Functional mammalian DHS are homotetrameric enzymes and employ a “ball and chain” mechanism to regulate substrate access to the complex four catalytic sites [16,17]. Our crystal structure of BmDHS showed the worm enzyme adopts the same oligomeric state and has a similar architecture to the human enzyme, including the presence of a N-terminal “ball and chain” region that blocks access to the active sites within the homotetramer. This blockage of BmDHS active sites by the conserved “ball and chain” region might explain the absence of GC7 in BmDHS crystals, despite this inhibitor being present at molar excess concentrations in the crystallization solution. A similar observation was made for HsDHS crystals . Unfortunately, our attempts to obtain BmDHS in the open conformation using crystallization cocktails at different pHs, as shown for HsDHS , were not successful. An alternative strategy to obtain co-crystals of BmDHS bound to ligands might be to use truncated versions of the worm protein lacking the conserved α1 “ball” helix (residues 1–16). Nevertheless, possible co-structures of truncated DHS must be interpreted carefully, as HsDHS lacking the first 52 N-terminal residues, which include the whole ball and chain motif, behaves as a dimer in solution and are catalytically inactive .
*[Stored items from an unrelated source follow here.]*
//! # Note Segmentation Module
//!
//! Single-pass grouping of a pitch track into notes.
//!
//! ## Pipeline
//! 1. **Confidence filter**: observations with `confidence <= confidenceThreshold`
//!    are dropped. Their absence shows up as a time gap to the next survivor.
//! 2. **Adjacency scan**: each survivor joins the open span when it is close
//!    in time (`dt <= maxGapSeconds`) and the pitch moved slowly enough
//!    (`|df| / dt < maxSlopeHzPerSec`). Otherwise the open span is closed and
//!    the survivor seeds a new one. Equal timestamps always join.
//! 3. **Duration filter**: a closed span is kept only if its last and first
//!    observations are more than `minDurationSeconds` apart.
//! 4. **Reduction**: kept spans become [`Note`]s (see [`crate::reduction`]).
//!
//! Notes come out in the order their spans started.

use log::{debug, trace};

use crate::{
    Note, Observation,
    config::{OffsetCorrection, SegmenterConfig},
    error::{NoteError, Result},
    reduction::{self, TuningOffset},
};

/// An accumulating run of observations believed to share one pitch.
///
/// Never empty: a span is always seeded with its first observation.
#[derive(Debug, Clone, PartialEq)]
pub struct NoteSpan {
    observations: Vec<Observation>,
}

// Spans are never empty, so `len` has no `is_empty` partner.
#[allow(clippy::len_without_is_empty)]
impl NoteSpan {
    pub(crate) fn new(seed: Observation) -> Self {
        Self { observations: vec![seed] }
    }

    pub(crate) fn append(&mut self, observation: Observation) {
        self.observations.push(observation);
    }

    pub fn observations(&self) -> &[Observation] {
        &self.observations
    }

    pub fn first(&self) -> &Observation {
        &self.observations[0]
    }

    pub fn last(&self) -> &Observation {
        &self.observations[self.observations.len() - 1]
    }

    pub fn len(&self) -> usize {
        self.observations.len()
    }

    pub fn start_time(&self) -> f64 {
        self.first().time
    }

    pub fn end_time(&self) -> f64 {
        self.last().time
    }

    /// Time between the first and last observation; zero for a single observation.
    pub fn duration(&self) -> f64 {
        self.end_time() - self.start_time()
    }

    /// Whether `next` continues this span under the gap and slope limits.
    fn accepts(
        &self,
        next: &Observation,
        max_gap_seconds: f64,
        max_slope_hz_per_sec: f64,
    ) -> bool {
        let prev = self.last();
        let dt = next.time - prev.time;
        if dt == 0.0 {
            return true;
        }
        let note_diff = (next.frequency - prev.frequency).abs() / dt;
        dt <= max_gap_seconds && note_diff < max_slope_hz_per_sec
    }
}

/// Steps 1 and 2: filters observations and groups them into spans.
#[derive(Debug)]
struct SpanScanner {
    confidence_threshold: f64,
    max_gap_seconds: f64,
    max_slope_hz_per_sec: f64,
    open: Option<NoteSpan>,
    previous_time: Option<f64>,
    seen: usize,
}

impl SpanScanner {
    fn new(config: &SegmenterConfig) -> Self {
        Self {
            confidence_threshold: config.confidence_threshold,
            max_gap_seconds: config.max_gap_seconds,
            max_slope_hz_per_sec: config.max_slope_hz_per_sec,
            open: None,
            previous_time: None,
            seen: 0,
        }
    }

    /// Feeds one raw observation; returns the span it closed, if any.
    fn push(&mut self, observation: Observation) -> Result<Option<NoteSpan>> {
        let previous = self.previous_time.unwrap_or(f64::NEG_INFINITY);
        if !(observation.time >= previous) {
            return Err(NoteError::UnorderedStream {
                index: self.seen,
                time: observation.time,
                previous,
            });
        }
        self.previous_time = Some(observation.time);
        self.seen += 1;

        // NaN confidences fail this comparison and are dropped too.
        if !(observation.confidence > self.confidence_threshold) {
            trace!("dropping low-confidence observation at {}s", observation.time);
            return Ok(None);
        }

        let (max_gap, max_slope) = (self.max_gap_seconds, self.max_slope_hz_per_sec);
        match self.open.as_mut() {
            Some(span) if span.accepts(&observation, max_gap, max_slope) => {
                span.append(observation);
                Ok(None)
            }
            _ => {
                trace!("opening span at {}s", observation.time);
                Ok(self.open.replace(NoteSpan::new(observation)))
            }
        }
    }

    fn finish(self) -> Option<NoteSpan> {
        self.open
    }
}

/// A streaming note segmenter.
///
/// Observations are pushed one at a time in non-decreasing time order. A
/// note is returned as soon as the span it belongs to is closed, either by
/// an observation that cannot join it or by [`NoteSegmenter::finish`].
#[derive(Debug)]
pub struct NoteSegmenter {
    scanner: SpanScanner,
    min_duration_seconds: f64,
    offset_correction: OffsetCorrection,
    offset: Option<TuningOffset>,
}

impl NoteSegmenter {
    /// Creates a segmenter after validating `config`.
    ///
    /// # Errors
    /// `InvalidParameter` if any tunable is out of its domain.
    pub fn new(config: &SegmenterConfig) -> Result<Self> {
        config.validate()?;
        let offset = match config.offset_correction {
            OffsetCorrection::Fixed { cents } => Some(TuningOffset::new(cents)),
            OffsetCorrection::None | OffsetCorrection::FromFirstSegment => None,
        };
        Ok(Self {
            scanner: SpanScanner::new(config),
            min_duration_seconds: config.min_duration_seconds,
            offset_correction: config.offset_correction,
            offset,
        })
    }

    /// The offset being removed from notes, once known.
    pub fn tuning_offset(&self) -> Option<TuningOffset> {
        self.offset
    }

    /// Feeds one raw observation.
    ///
    /// # Returns
    /// * `Ok(Some(note))` - the observation closed a span that became a note
    /// * `Ok(None)` - nothing was finalized
    /// * `Err(e)` - the stream is out of order or a note could not be reduced
    pub fn push(&mut self, observation: Observation) -> Result<Option<Note>> {
        match self.scanner.push(observation)? {
            Some(span) => self.finalize(span),
            None => Ok(None),
        }
    }

    /// Closes the open span, if any, and returns its note.
    pub fn finish(mut self) -> Result<Option<Note>> {
        match self.scanner.open.take() {
            Some(span) => self.finalize(span),
            None => Ok(None),
        }
    }

    /// Steps 3 and 4 for one closed span.
    fn finalize(&mut self, span: NoteSpan) -> Result<Option<Note>> {
        if !(span.duration() > self.min_duration_seconds) {
            debug!(
                "discarding span at {}s: {} observations over {:.3}s",
                span.start_time(),
                span.len(),
                span.duration()
            );
            return Ok(None);
        }

        if self.offset.is_none() && self.offset_correction == OffsetCorrection::FromFirstSegment {
            let reference = reduction::weighted_frequency(span.observations())?;
            let offset = TuningOffset::from_reference(reference)?;
            debug!("tuning offset of {:.2} cents measured at {}s", offset.cents, span.start_time());
            self.offset = Some(offset);
        }

        let note = reduction::reduce_span(&span, self.offset.as_ref())?;
        debug!(
            "note {} ({:.2} Hz) from {}s for {:.3}s",
            note.name, note.frequency, note.start_time, note.duration
        );
        Ok(Some(note))
    }
}

/// Segments a whole pitch track into notes.
///
/// # Arguments
/// * `observations` - Raw pitch track, ordered by non-decreasing time
/// * `config` - Segmentation parameters
///
/// # Returns
/// The notes in start-time order. An empty track, or one where nothing
/// clears the confidence threshold, gives an empty list.
///
/// # Errors
/// Any error aborts the whole call; no partial list is returned.
pub fn segment<I>(observations: I, config: &SegmenterConfig) -> Result<Vec<Note>>
where
    I: IntoIterator<Item = Observation>,
{
    let mut segmenter = NoteSegmenter::new(config)?;
    let mut notes = Vec::new();
    for observation in observations {
        if let Some(note) = segmenter.push(observation)? {
            notes.push(note);
        }
    }
    if let Some(note) = segmenter.finish()? {
        notes.push(note);
    }
    Ok(notes)
}

/// Runs only the confidence filter and adjacency scan.
///
/// Returns every closed span, including those the duration filter would
/// discard.
pub fn split_spans<I>(observations: I, config: &SegmenterConfig) -> Result<Vec<NoteSpan>>
where
    I: IntoIterator<Item = Observation>,
{
    config.validate()?;
    let mut scanner = SpanScanner::new(config);
    let mut spans = Vec::new();
    for observation in observations {
        spans.extend(scanner.push(observation)?);
    }
    spans.extend(scanner.finish());
    Ok(spans)
}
By contrast, T. brucei DHS is a heterotetrameric protein, consisting of two DHSp/DHSc heterodimers . Our homology model of the DHS paralogs from Leishmania, and our results in yeast (see above), suggested L. major DHSp/DHSc proteins adopt the same heterotetrameric architecture, with two catalytically active and two catalytically dead sites, as observed for the T. brucei proteins . Kinetoplastid DHSp/DHSc lack the conserved N-terminal “ball and chain” region of their homotetrameric counterparts, implying that the control of substrate access to the active site, if present, must occur via a different mechanism in heterotetrameric DHS. Nevertheless, the size and location of four unique inserts in LmDHSc (between α3-β1, α5-β2, β4-β5, and α11-α12) suggest these might play a role in controlling access to the heterotetramer catalytically active and dead sites.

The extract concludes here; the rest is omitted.